fn effective_input(pending_questions: &[String], message: &str) -> String {
    if pending_questions.is_empty() {
        return message.to_string();
    }

    let mut input = String::from(PREAMBLE_INTRO);
    input.push('\n');
    for question in pending_questions.iter().take(OPEN_QUESTION_LIMIT) {
        input.push_str("- ");
        input.push_str(question);
        input.push('\n');
    }
    input.push('\n');
    input.push_str(message);
    input
}

#[cfg(test)]
mod tests {
    use std::collections::VecDeque;
    use std::sync::Arc;

    use tokio::sync::Mutex;

    use tailor_core::domain::profile::{ListField, ListTarget, Profile, UserId};
    use tailor_core::errors::DomainError;
    use tailor_db::repositories::{
        InMemoryProfileRepository, ProfileRepository, RepositoryError,
        UnavailableProfileRepository,
    };

    use super::{AgentRuntime, AGENT_FAILURE_REPLY, STORE_UNAVAILABLE_REPLY};
    use crate::model::{AgentMessage, AgentTurn, ChatModel, CommandCall, LlmError};
    use crate::tools;

    struct ScriptedModel {
        turns: Mutex<VecDeque<Result<AgentTurn, LlmError>>>,
        transcripts: Mutex<Vec<Vec<AgentMessage>>>,
    }

    impl ScriptedModel {
        fn with_script(turns: Vec<Result<AgentTurn, LlmError>>) -> Self {
            Self { turns: Mutex::new(turns.into()), transcripts: Mutex::new(Vec::new()) }
        }

        async fn call_count(&self) -> usize {
            self.transcripts.lock().await.len()
        }

        async fn transcript(&self, index: usize) -> Vec<AgentMessage> {
            self.transcripts.lock().await[index].clone()
        }
    }

    #[async_trait::async_trait]
    impl ChatModel for ScriptedModel {
        async fn converse(&self, transcript: &[AgentMessage]) -> Result<AgentTurn, LlmError> {
            self.transcripts.lock().await.push(transcript.to_vec());
            self.turns.lock().await.pop_front().unwrap_or_else(|| {
                Ok(AgentTurn { reply: Some("done".to_string()), commands: Vec::new() })
            })
        }
    }

    struct WriteFailingStore {
        inner: InMemoryProfileRepository,
    }

    #[async_trait::async_trait]
    impl ProfileRepository for WriteFailingStore {
        async fn find_by_id(&self, id: &UserId) -> Result<Option<Profile>, RepositoryError> {
            self.inner.find_by_id(id).await
        }

        async fn save(&self, _profile: Profile) -> Result<(), RepositoryError> {
            Err(RepositoryError::Decode("simulated write failure".to_string()))
        }
    }

    fn user() -> UserId {
        UserId("casey@example.com".to_string())
    }

    fn call(id: &str, tool_name: &str, arguments: &str) -> CommandCall {
        CommandCall {
            call_id: id.to_string(),
            tool_name: tool_name.to_string(),
            arguments: arguments.to_string(),
            parsed: tools::decode(tool_name, arguments),
        }
    }

    fn tool_turn(calls: Vec<CommandCall>) -> Result<AgentTurn, LlmError> {
        Ok(AgentTurn { reply: None, commands: calls })
    }

    fn reply_turn(reply: &str) -> Result<AgentTurn, LlmError> {
        Ok(AgentTurn { reply: Some(reply.to_string()), commands: Vec::new() })
    }

    fn user_content(message: &AgentMessage) -> &str {
        match message {
            AgentMessage::User(content) => content,
            other => panic!("expected user message, got {other:?}"),
        }
    }

    #[tokio::test]
    async fn applies_listed_skills_in_message_order() {
        let store = Arc::new(InMemoryProfileRepository::default());
        let model = Arc::new(ScriptedModel::with_script(vec![
            tool_turn(vec![
                call("c1", "AddToListField", r#"{"field_name": "skills", "item": "budgeting"}"#),
                call("c2", "AddToListField", r#"{"field_name": "skills", "item": "Tableau"}"#),
                call("c3", "AddToListField", r#"{"field_name": "skills", "item": "Excel"}"#),
            ]),
            reply_turn("Added budgeting, Tableau, and Excel to your skills."),
        ]));
        let runtime = AgentRuntime::new(model.clone(), store.clone(), 8);

        let reply = runtime
            .process_turn(&user(), "Add budgeting, Tableau, and Excel to my skills.")
            .await
            .expect("turn succeeds");

        assert_eq!(reply, "Added budgeting, Tableau, and Excel to your skills.");
        let profile = store.find_by_id(&user()).await.expect("find").expect("record exists");
        assert_eq!(profile.skills, vec!["budgeting", "Tableau", "Excel"]);

        let second_transcript = model.transcript(1).await;
        assert_eq!(second_transcript.len(), 6);
        assert!(matches!(second_transcript[2], AgentMessage::Assistant { .. }));
        assert!(matches!(second_transcript[5], AgentMessage::CommandResult { .. }));
    }

    #[tokio::test]
    async fn relays_the_model_reply_verbatim() {
        let store = Arc::new(InMemoryProfileRepository::default());
        let model =
            Arc::new(ScriptedModel::with_script(vec![reply_turn("Got it, nothing to change!")]));
        let runtime = AgentRuntime::new(model, store, 8);

        let reply = runtime.process_turn(&user(), "Just saying hi.").await.expect("turn succeeds");

        assert_eq!(reply, "Got it, nothing to change!");
    }

    #[tokio::test]
    async fn store_outage_degrades_without_invoking_the_model() {
        let model = Arc::new(ScriptedModel::with_script(Vec::new()));
        let runtime =
            AgentRuntime::new(model.clone(), Arc::new(UnavailableProfileRepository), 8);

        let reply = runtime
            .process_turn(&user(), "Add Excel to my skills.")
            .await
            .expect("turn degrades, does not fail");

        assert_eq!(reply, STORE_UNAVAILABLE_REPLY);
        assert_eq!(model.call_count().await, 0);
    }

    #[tokio::test]
    async fn preamble_surfaces_only_the_first_three_pending_questions() {
        let store = Arc::new(InMemoryProfileRepository::default());
        let mut profile = Profile::empty(user());
        for question in [
            "Which industries interest you?",
            "What is your current location?",
            "What is your highest degree?",
            "What salary range do you expect?",
        ] {
            profile.add_to_list(&ListTarget::Known(ListField::PendingQuestions), question);
        }
        store.save(profile).await.expect("seed profile");

        let model = Arc::new(ScriptedModel::with_script(vec![reply_turn("Noted!")]));
        let runtime = AgentRuntime::new(model.clone(), store, 8);

        runtime
            .process_turn(&user(), "Please update my headline.")
            .await
            .expect("turn succeeds");

        let transcript = model.transcript(0).await;
        let content = user_content(&transcript[1]);

        assert!(content.starts_with(super::PREAMBLE_INTRO));
        assert!(content.contains("- Which industries interest you?"));
        assert!(content.contains("- What is your current location?"));
        assert!(content.contains("- What is your highest degree?"));
        assert!(!content.contains("What salary range do you expect?"));
        assert!(content.ends_with("\n\nPlease update my headline."));
    }

    #[tokio::test]
    async fn no_pending_questions_leaves_the_input_untouched() {
        let store = Arc::new(InMemoryProfileRepository::default());
        let model = Arc::new(ScriptedModel::with_script(vec![reply_turn("Hello!")]));
        let runtime = AgentRuntime::new(model.clone(), store, 8);

        runtime.process_turn(&user(), "Set my location to Berlin.").await.expect("turn succeeds");

        let transcript = model.transcript(0).await;
        assert_eq!(user_content(&transcript[1]), "Set my location to Berlin.");
    }

    #[tokio::test]
    async fn answered_pending_question_can_be_cleared_by_the_model() {
        let store = Arc::new(InMemoryProfileRepository::default());
        let mut profile = Profile::empty(user());
        profile.add_to_list(
            &ListTarget::Known(ListField::PendingQuestions),
            "What is your current location?",
        );
        store.save(profile).await.expect("seed profile");

        let model = Arc::new(ScriptedModel::with_script(vec![
            tool_turn(vec![
                call("c1", "SetStringField", r#"{"field_name": "location", "value": "Berlin"}"#),
                call(
                    "c2",
                    "RemoveFromListField",
                    r#"{"field_name": "pending_questions", "item": "What is your current location?"}"#,
                ),
            ]),
            reply_turn("Thanks, your location is saved."),
        ]));
        let runtime = AgentRuntime::new(model, store.clone(), 8);

        let reply =
            runtime.process_turn(&user(), "I live in Berlin.").await.expect("turn succeeds");

        assert_eq!(reply, "Thanks, your location is saved.");
        let profile = store.find_by_id(&user()).await.expect("find").expect("record exists");
        assert_eq!(profile.location, "Berlin");
        assert!(profile.pending_questions.is_empty());
    }

    #[tokio::test]
    async fn model_failure_keeps_committed_commands() {
        let store = Arc::new(InMemoryProfileRepository::default());
        let model = Arc::new(ScriptedModel::with_script(vec![
            tool_turn(vec![call(
                "c1",
                "AddToListField",
                r#"{"field_name": "skills", "item": "Excel"}"#,
            )]),
            Err(LlmError::MalformedResponse("response had no choices".to_string())),
        ]));
        let runtime = AgentRuntime::new(model, store.clone(), 8);

        let reply = runtime
            .process_turn(&user(), "Add Excel to my skills.")
            .await
            .expect("turn degrades, does not fail");

        assert_eq!(reply, AGENT_FAILURE_REPLY);
        let profile = store.find_by_id(&user()).await.expect("find").expect("record exists");
        assert_eq!(profile.skills, vec!["Excel"]);
    }

    #[tokio::test]
    async fn mid_turn_store_failure_degrades_to_store_reply() {
        let store = Arc::new(WriteFailingStore { inner: InMemoryProfileRepository::default() });
        let model = Arc::new(ScriptedModel::with_script(vec![tool_turn(vec![call(
            "c1",
            "AddToListField",
            r#"{"field_name": "skills", "item": "Excel"}"#,
        )])]));
        let runtime = AgentRuntime::new(model.clone(), store, 8);

        let reply = runtime
            .process_turn(&user(), "Add Excel to my skills.")
            .await
            .expect("turn degrades, does not fail");

        assert_eq!(reply, STORE_UNAVAILABLE_REPLY);
        assert_eq!(model.call_count().await, 1);
    }

    #[tokio::test]
    async fn undecodable_tool_calls_are_reported_back_to_the_model() {
        let store = Arc::new(InMemoryProfileRepository::default());
        let model = Arc::new(ScriptedModel::with_script(vec![
            tool_turn(vec![call("c1", "DeleteProfile", "{}")]),
            reply_turn("I can't do that."),
        ]));
        let runtime = AgentRuntime::new(model.clone(), store.clone(), 8);

        let reply = runtime
            .process_turn(&user(), "Delete everything.")
            .await
            .expect("turn succeeds");

        assert_eq!(reply, "I can't do that.");
        let transcript = model.transcript(1).await;
        let last = transcript.last().expect("command result present");
        match last {
            AgentMessage::CommandResult { output, .. } => {
                assert!(output.starts_with("Error:"), "unexpected output: {output}");
            }
            other => panic!("expected command result, got {other:?}"),
        }
        assert_eq!(store.find_by_id(&user()).await.expect("find"), None);
    }

    #[tokio::test]
    async fn exhausting_tool_rounds_degrades_gracefully() {
        let store = Arc::new(InMemoryProfileRepository::default());
        let model = Arc::new(ScriptedModel::with_script(vec![
            tool_turn(vec![call(
                "c1",
                "AddToListField",
                r#"{"field_name": "skills", "item": "Excel"}"#,
            )]),
            tool_turn(vec![call(
                "c2",
                "AddToListField",
                r#"{"field_name": "skills", "item": "Tableau"}"#,
            )]),
        ]));
        let runtime = AgentRuntime::new(model.clone(), store.clone(), 2);

        let reply = runtime
            .process_turn(&user(), "Keep adding skills.")
            .await
            .expect("turn degrades, does not fail");

        assert_eq!(reply, AGENT_FAILURE_REPLY);
        assert_eq!(model.call_count().await, 2);
        let profile = store.find_by_id(&user()).await.expect("find").expect("record exists");
        assert_eq!(profile.skills, vec!["Excel", "Tableau"]);
    }

    #[tokio::test]
    async fn blank_inputs_are_rejected_before_any_work() {
        let model = Arc::new(ScriptedModel::with_script(Vec::new()));
        let runtime = AgentRuntime::new(
            model.clone(),
            Arc::new(InMemoryProfileRepository::default()),
            8,
        );

        let blank_user = runtime.process_turn(&UserId(String::new()), "hello").await;
        assert_eq!(blank_user, Err(DomainError::BlankUserId));

        let blank_message = runtime.process_turn(&user(), "   ").await;
        assert_eq!(blank_message, Err(DomainError::BlankMessage));

        assert_eq!(model.call_count().await, 0);
    }
}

● **What is being asked**
In the material above, transcribe exactly the lines beginning at the one with "assert_eq!(model.call_count().await, 2);" and ending at the one with "async fn blank_inputs_are_rejected_before_any_work()", both included.

● **Your solution**
        assert_eq!(model.call_count().await, 2);
        let profile = store.find_by_id(&user()).await.expect("find").expect("record exists");
        assert_eq!(profile.skills, vec!["Excel", "Tableau"]);
    }

    #[tokio::test]
    async fn blank_inputs_are_rejected_before_any_work() {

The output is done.